However, in the same field of endeavor, Lee teaches this limitation as, (paragraph 15 of Lee, the present technology provides an innovative way for a server to automatically identify and authenticate a user of a mobile application such as, for example, an instant messaging application executing on a wireless communications device. The device communicates to the server a unique device identifier (e.g. a PIN number, ESN, IMEI or other code or number that uniquely identifies the wireless device) and an e-mail address (that is linked to the device). The server associates the unique device identifier and e-mail address with a registration identifier. The registration identifier, e-mail address and unique device identifier thus form a triplet that can be used to identify and authenticate the user even if the user changes the unique device identifier (e.g. by switching devices) or changes his e-mail address).
Therefore, it would have been obvious to one of ordinary skill in the art before the effective filing date of the claimed invention to modify the teaching of Ting and include the above limitation using the teaching of Lee in order to secure the computing system by authenticating the user based on multiple authentication identifier and make the authentication process strong (see paragraph 15 of Lee).
The combination of Ting and Lee teaches the method of correlating the user identity information including identity of the user (i.e., name or employee ID) and identity of the device (i.e., phone number) into a single contextualized identity for the user (see paragraphs 81 and 88 of Ting) but fail to clearly disclose the method of having a process that comprising a cryptographic identifier derived from the executing application.
However, in the same field of endeavor, Savanah teaches this limitation as, (paragraph 81 of Savanah, he second hash value (H2) may be determined based on the hash of the concatenation of the data (D1) and the executable (or hash of the executable, that is, the first hash value (H1)) of the computer software.

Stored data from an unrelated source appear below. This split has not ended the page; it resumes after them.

// CLIP v2 wire types and the domain snapshots derived from them.
//
// Every CLIP v2 response uses the `{ "errors": [...], "data": [...] }`
// envelope. Only the fields the streaming engine needs are typed; the
// rest travel as raw `serde_json::Value`.

use serde::{Deserialize, Serialize};
use serde_json::Value;

// ── Envelope ─────────────────────────────────────────────────────────

#[derive(Debug, Deserialize)]
pub struct ClipResponse<T> {
    #[serde(default)]
    pub errors: Vec<ClipError>,
    #[serde(default = "Vec::new")]
    pub data: Vec<T>,
}

#[derive(Debug, Clone, Deserialize)]
pub struct ClipError {
    pub description: String,
}

/// Descriptions from the envelope's `errors[]`, if the payload has one.
pub fn clip_errors(payload: &Value) -> Vec<String> {
    payload
        .get("errors")
        .and_then(Value::as_array)
        .map(|errors| {
            errors
                .iter()
                .filter_map(|e| e.get("description").and_then(Value::as_str))
                .map(str::to_owned)
                .collect()
        })
        .unwrap_or_default()
}

// ── Entertainment areas ──────────────────────────────────────────────

#[derive(Debug, Clone, Copy, PartialEq, Eq, Serialize, Deserialize, strum::Display)]
#[serde(rename_all = "lowercase")]
#[strum(serialize_all = "lowercase")]
pub enum AreaStatus {
    Active,
    Inactive,
}

/// Position of a channel in the area's normalized 3-D space.
///
/// `x` runs left to right, `y` back to front, `z` floor to ceiling, each
/// nominally in `[-1, 1]`.
#[derive(Debug, Clone, Copy, PartialEq, Default, Serialize, Deserialize)]
pub struct Position {
    pub x: f64,
    pub y: f64,
    pub z: f64,
}

#[derive(Debug, Clone, PartialEq, Serialize, Deserialize)]
pub struct Channel {
    pub channel_id: u8,
    pub position: Position,
}

/// A bridge-defined group of lights eligible for streaming.
///
/// Channel order is the order the bridge returned and is used as-is for
/// frame channel order.
#[derive(Debug, Clone, PartialEq, Serialize)]
pub struct EntertainmentArea {
    pub id: String,
    pub name: String,
    pub status: AreaStatus,
    pub channels: Vec<Channel>,
}

impl EntertainmentArea {
    pub fn is_active(&self) -> bool {
        self.status == AreaStatus::Active
    }
}

/// Raw `entertainment_configuration` resource.
#[derive(Debug, Deserialize)]
pub struct EntertainmentConfiguration {
    pub id: String,
    #[serde(default)]
    pub metadata: Option<Metadata>,
    pub status: AreaStatus,
    #[serde(default)]
    pub channels: Vec<Channel>,
}

#[derive(Debug, Deserialize)]
pub struct Metadata {
    pub name: String,
}

impl From<EntertainmentConfiguration> for EntertainmentArea {
    fn from(raw: EntertainmentConfiguration) -> Self {
        Self {
            name: raw.metadata.map(|m| m.name).unwrap_or_else(|| raw.id.clone()),
            id: raw.id,
            status: raw.status,
            channels: raw.channels,
        }
    }
}

/// Parse an `entertainment_configuration` listing into areas.
pub fn parse_areas(payload: &Value) -> Result<Vec<EntertainmentArea>, serde_json::Error> {
    let envelope: ClipResponse<EntertainmentConfiguration> =
        serde_json::from_value(payload.clone())?;
    Ok(envelope.data.into_iter().map(EntertainmentArea::from).collect())
}

// ── Event stream ─────────────────────────────────────────────────────

/// One element of a `data:` record's JSON array.
#[derive(Debug, Clone, Deserialize)]
pub struct EventBatch {
    pub id: String,
    #[serde(rename = "type")]
    pub kind: String,
    #[serde(default)]
    pub data: Vec<ResourceChange>,
}

/// One changed resource inside an [`EventBatch`].
#[derive(Debug, Clone, Deserialize)]
pub struct ResourceChange {
    pub id: String,
    #[serde(rename = "type")]
    pub kind: String,
    /// Resource-specific status (`"inactive"` for stopped areas). Some
    /// resource types report an object here, so it stays untyped.
    #[serde(default)]
    pub status: Option<Value>,
    #[serde(flatten)]
    pub extra: serde_json::Map<String, Value>,
}

/// Decode the batches of one event-stream payload, skipping malformed ones.
pub fn event_batches(payload: &Value) -> Vec<EventBatch> {
    payload
        .as_array()
        .map(|items| {
            items
                .iter()
                .filter_map(|item| serde_json::from_value(item.clone()).ok())
                .collect()
        })
        .unwrap_or_default()
}

/// Ids of entertainment areas this payload reports as inactive.
pub fn inactive_areas(payload: &Value) -> Vec<String> {
    event_batches(payload)
        .into_iter()
        .flat_map(|batch| batch.data)
        .filter(|change| {
            change.kind == "entertainment_configuration"
                && change.status.as_ref().and_then(Value::as_str) == Some("inactive")
        })
        .map(|change| change.id)
        .collect()
}

#[cfg(test)]
#[allow(clippy::unwrap_used)]
mod tests {
    use serde_json::json;

    use super::*;

    fn area_listing() -> Value {
        json!({
            "errors": [],
            "data": [{
                "id": "1a8d99cc-967b-44f2-9202-43f976c0fa6b",
                "type": "entertainment_configuration",
                "metadata": { "name": "TV area" },
                "status": "inactive",
                "channels": [
                    { "channel_id": 0, "position": { "x": -1.0, "y": 0.8, "z": 0.0 }, "members": [] },
                    { "channel_id": 1, "position": { "x": 1.0, "y": 0.8, "z": 0.0 }, "members": [] }
                ]
            }]
        })
    }

    #[test]
    fn parses_entertainment_areas_in_bridge_order() {
        let areas = parse_areas(&area_listing()).unwrap();
        assert_eq!(areas.len(), 1);
        let area = &areas[0];
        assert_eq!(area.name, "TV area");
        assert_eq!(area.status, AreaStatus::Inactive);
        assert!(!area.is_active());
        let ids: Vec<u8> = area.channels.iter().map(|c| c.channel_id).collect();
        assert_eq!(ids, vec![0, 1]);
        assert!((area.channels[0].position.x + 1.0).abs() < f64::EPSILON);
    }

    #[test]
    fn missing_metadata_falls_back_to_id() {
        let payload = json!({ "data": [{ "id": "abc", "status": "active" }] });
        let areas = parse_areas(&payload).unwrap();
        assert_eq!(areas[0].name, "abc");
        assert!(areas[0].channels.is_empty());
    }

    #[test]
    fn clip_errors_are_collected() {
        let payload = json!({ "errors": [{ "description": "unauthorized user" }], "data": [] });
        assert_eq!(clip_errors(&payload), vec!["unauthorized user".to_string()]);
        assert!(clip_errors(&json!([1, 2])).is_empty());
    }

    #[test]
    fn detects_inactive_areas_in_event_payload() {
        let payload = json!([{
            "creationtime": "2024-01-01T00:00:00Z",
            "id": "evt-1",
            "type": "update",
            "data": [
                { "id": "area-1", "type": "entertainment_configuration", "status": "inactive" },
                { "id": "light-1", "type": "light", "on": { "on": true } },
                { "id": "zb-1", "type": "zigbee_connectivity", "status": "connected" }
            ]
        }]);

        assert_eq!(inactive_areas(&payload), vec!["area-1".to_string()]);
        let batches = event_batches(&payload);
        assert_eq!(batches[0].data[1].extra["on"]["on"], true);
    }

    #[test]
    fn non_array_payload_has_no_batches() {
        assert!(event_batches(&json!({ "a": 1 })).is_empty());
    }
}
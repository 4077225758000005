// ── Core error types ──
//
// Session-level errors from huesync-core. The protocol layer reports
// runtime failures as events; these cover what a caller can act on when
// starting a session. The `From<huesync_api::Error>` impl translates
// construction-time API errors into the same vocabulary.

use thiserror::Error;

/// Unified error type for the core crate.
#[derive(Debug, Error)]
pub enum CoreError {
    // ── Session errors ───────────────────────────────────────────────
    /// Advisory: a stream is already running on this session.
    #[error("A stream is already active for area {area_id}; stop it first")]
    AlreadyStreaming { area_id: String },

    #[error("Streaming requires an application key and a client key; pair with the bridge first")]
    NoStreamingCredentials,

    #[error("Entertainment area not found: {identifier}")]
    AreaNotFound { identifier: String },

    #[error("Entertainment area {area_id} has no channels")]
    EmptyArea { area_id: String },

    // ── Bridge errors ────────────────────────────────────────────────
    #[error("Cannot reach bridge at {address}: {reason}")]
    ConnectionFailed { address: String, reason: String },

    #[error("Bridge rejected the request: {message}")]
    Rejected { message: String },

    // ── Configuration errors ─────────────────────────────────────────
    #[error("Configuration error: {message}")]
    Config { message: String },

    // ── Internal errors ──────────────────────────────────────────────
    #[error("Internal error: {0}")]
    Internal(String),
}

// ── Conversion from protocol-layer errors ────────────────────────────

impl From<huesync_api::Error> for CoreError {
    fn from(err: huesync_api::Error) -> Self {
        match err {
            huesync_api::Error::MissingAddress => CoreError::Config {
                message: "no bridge address configured".into(),
            },
            huesync_api::Error::InvalidAddress { address, reason } => CoreError::Config {
                message: format!("invalid bridge address '{address}': {reason}"),
            },
            huesync_api::Error::InvalidUrl(e) => CoreError::Config {
                message: format!("Invalid URL: {e}"),
            },
            huesync_api::Error::Transport(ref e) => CoreError::ConnectionFailed {
                address: e.url().map(ToString::to_string).unwrap_or_else(|| "<unknown>".into()),
                reason: e.to_string(),
            },
            huesync_api::Error::Tls(msg) => CoreError::ConnectionFailed {
                address: String::new(),
                reason: format!("TLS error: {msg}"),
            },
            huesync_api::Error::RateLimited => CoreError::Rejected {
                message: "rate limited by the bridge".into(),
            },
            huesync_api::Error::Bridge { status, message } => CoreError::Rejected {
                message: format!("HTTP {status}: {message}"),
            },
            huesync_api::Error::EventStream(reason) => CoreError::ConnectionFailed {
                address: String::new(),
                reason: format!("event stream failed: {reason}"),
            },
            huesync_api::Error::Deserialization { message, body: _ } => {
                CoreError::Internal(format!("Deserialization error: {message}"))
            }
        }
    }
}

#[cfg(test)]
mod tests {
    use super::*;

    #[test]
    fn address_errors_become_config_errors() {
        let err = CoreError::from(huesync_api::Error::InvalidAddress {
            address: "::bad".into(),
            reason: "empty host".into(),
        });
        assert!(matches!(err, CoreError::Config { .. }));
        assert!(err.to_string().contains("::bad"));
    }

    #[test]
    fn already_streaming_names_area() {
        let err = CoreError::AlreadyStreaming {
            area_id: "area-1".into(),
        };
        assert!(err.to_string().contains("area-1"));
    }
}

In a further example, the second hash value (H2) may be determined based on the hash of the concatenation of the data (D1), the executable (or hash of the executable) of the computer software and additional information) and (paragraph 82 of Savanah, additional information may comprise a public key of the first user 23 (PU1) or second user 24 (PU2). In a further example the additional information may comprise an identifier of an entity associated with the first user 23 or second user 24).
Therefore, it would have been obvious to one of ordinary skill in the art before the effective filing date of the claimed invention to modify the teaching of Ting and Lee to include the above limitation using the teaching of Savanah in order to ensuring and verifying authorized use/control of computing system (see paragraph 1 of Savanah).
Claims 7 and 13 are rejected under the same reason set forth in rejection of claim 1.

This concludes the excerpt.